Set in a near future America, the world is a bit different. Powerful houses run the politics, and hence, the country, from behind the scenes. Sworn fealty to a powerful house can bring the average person a decent paying job in a world where society is scrambling to hold it together. Sheila, a smart lass from Tennessee, sees through this BS and is trying to open the public’s eyes to this power shift. Meanwhile, the Lebanese congressional correspondent Jasira agrees with Sheila, off the record. Yet, despite Sheila’s unarguable attraction to Jasira, she can’t help but question Jasira’s motives.

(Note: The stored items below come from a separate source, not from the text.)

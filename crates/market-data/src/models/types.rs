use std::borrow::Cow;

/// Provider identifier - mostly static constants
pub type ProviderId = Cow<'static, str>;

/// Currency code (ISO 4217) - mostly static
pub type Currency = Cow<'static, str>;

/// Exchange-qualified symbol as sent to a provider (e.g. "005930.KS")
pub type ProviderSymbol = String;
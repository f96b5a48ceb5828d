pub mod valuation_calculator;
pub mod valuation_model;


pub use valuation_calculator::*;
pub use valuation_model::*;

I stepped into this book thinking it was more near future scifi + politcs than romance + erotica. However, I couldn’t help but be caught up in the story. The author does a very good job of showing us, through Sheila’s eyes, the power structure and what Sheila believes to be wrong with it. The story opens with a hosted TV show on which Sheila and Jasira are guests. Through that show, they get to interact with a few members of the show’s audience, who have questions that leave the the door open for Sheila to comment on the politics of the day.

There’s only a touch or two of what you might call futuristic tech. Honestly, telling your sound system to play a certain selection of music is possible now with a swanky system. Still, it was nice to have these small reminders that this is a near-future story and not some alternate story of what Earth and politics might be today. I personally would have preferred a little more future tech.

This is a romance erotica and that part of the book is sweet. When Jasira turned on the charm, I melted. The sex scene doesn’t happen until the end and there is a very nice build up. We get a clear picture of who each of these ladies are – and they are both smart and savvy in their own ways. Plus there are those hints of hidden secrets and things rather not said for both ladies, giving the story that overtone of possible future conflicts of interests. By the time the sex scene arrived, I was thoroughly caught up in the characters and so wanted them to be happy with each other. The descriptions of the love making were detailed but not gauche. It was a very nicely done piece of erotica thrown into a larger story of political intrigue. As a side note, I really like that we have more than 1 ethnicity represented in this story. I will definitely be looking for episode 2.

I received this book at no cost from the author in exchange for an honest review.

The Narration: This was an excellent performance all around. Sheila’s character had a light regional accent that wasn’t overdone. The voice for Jasira was perfect – by turns clever and insightful, and then sexy and tempting. The rest of the character voices were distinct and well done. The production was smooth with touches of ambient sounds that never drowned out the dialogue.

What I Liked: The story’s setting; political intrigue; some intelligent female characters; we’re shown what the political situation is instead of being told; excellent sex scene; excellent narration & production; more than 1 ethnicity represented.

What I Disliked: A tiny quibble – I would have enjoyed more future tech thrown in.